March 18, 2021 § 23 Comments
9 a.m. Tuesday morning
Remember how when we were kids, sometimes we’d just walk away from what the other kids were doing? “I don’t want to play,” we’d say. And we’d go home and pout.
Well, that’s how I feel today. I don’t want to play this writer game anymore. Not the writing itself, but all the other nonsense that goes with it.
I think I blew my Zoom talk last night. I blathered for 45 minutes straight. With “share screen” showing my handout and the audience on “mute,” I couldn’t see anyone’s faces or hear any reactions. Was anyone even listening? Afterward, I gorged on banana bread to comfort myself, so there goes my diet, too.
I had spent an hour trying various setups on my laptop, but I tested it during daylight. In the evening, everything, including my face, had a blue tint. I’d gotten all dressed up with jewels and my red blazer and red lipstick. Did I look like a fool?
I got another rejection yesterday. Eighteen “no’s” in two months. One yes.

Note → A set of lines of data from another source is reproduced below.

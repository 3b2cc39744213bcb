//! Host registry validation and signaling endpoint constants.

use validator::ValidateIp;

use crate::error::CoreError;

/// Path on the host that starts a signaling exchange.
pub const SIGNALING_START_PATH: &str = "/api/session/start";

/// Path on the host that ends a signaling exchange.
pub const SIGNALING_END_PATH: &str = "/api/session/end";

/// Path on the host that lists launchable programs.
pub const PROGRAMS_PATH: &str = "/api/session/programs";

/// Maximum length of a host name.
const MAX_NAME_LEN: usize = 128;

/// Validate a host name: non-blank and at most `MAX_NAME_LEN` characters.
pub fn validate_host_name(name: &str) -> Result<(), CoreError> {
    let trimmed = name.trim();
    if trimmed.is_empty() {
        return Err(CoreError::Validation("Name cannot be blank".into()));
    }
    if trimmed.chars().count() > MAX_NAME_LEN {
        return Err(CoreError::Validation(format!(
            "Name must be at most {MAX_NAME_LEN} characters"
        )));
    }
    Ok(())
}

/// Validate that `address` is a literal IPv4 or IPv6 address.
pub fn validate_ip_address(address: &str) -> Result<(), CoreError> {
    if address.trim().is_empty() {
        return Err(CoreError::Validation("IP address cannot be blank".into()));
    }
    if !address.validate_ip() {
        return Err(CoreError::Validation(format!(
            "'{address}' is not a valid IP address"
        )));
    }
    Ok(())
}

/// Validate a TCP port in `1..=65535`.
pub fn validate_port(port: i32) -> Result<(), CoreError> {
    if !(1..=65535).contains(&port) {
        return Err(CoreError::Validation(format!(
            "Port must be between 1 and 65535, got {port}"
        )));
    }
    Ok(())
}

/// Validate the full (name, address, port) registration triple.
pub fn validate_registration(name: &str, address: &str, port: i32) -> Result<(), CoreError> {
    validate_host_name(name)?;
    validate_ip_address(address)?;
    validate_port(port)
}

/// Build the URL of an endpoint exposed by a host.
///
/// IPv6 literals are bracketed.
pub fn endpoint_url(address: &str, port: i32, path: &str) -> String {
    if address.contains(':') {
        format!("http://[{address}]:{port}{path}")
    } else {
        format!("http://{address}:{port}{path}")
    }
}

Amazon returned a copy of my Childless by Marriage book. “Overstock,” the slip said. I guess nobody wanted to buy it, and they decided this copy had sat too long. Crap.
I have 11 books out. Woohoo. But check my sales. Most of the time, people are only buying three of them, the nonfiction ones, and mostly the Kindle versions, which are cheaper. Nobody wants to pay full price for a book anymore. I need to do more marketing. More networking, more PR, more social media. But I’m a writer, not a salesperson.
A local newspaper editor invited me to write for her. I could go back to doing interviews, taking pictures and writing short articles on deadline. Over the years, I have written thousands of those. There would be no marketing, I’d be published regularly, and I’d get paid. But it would take me away from the creative nonfiction and poetry to which I am supposed to be devoting myself these days. I said no. Should I have said yes?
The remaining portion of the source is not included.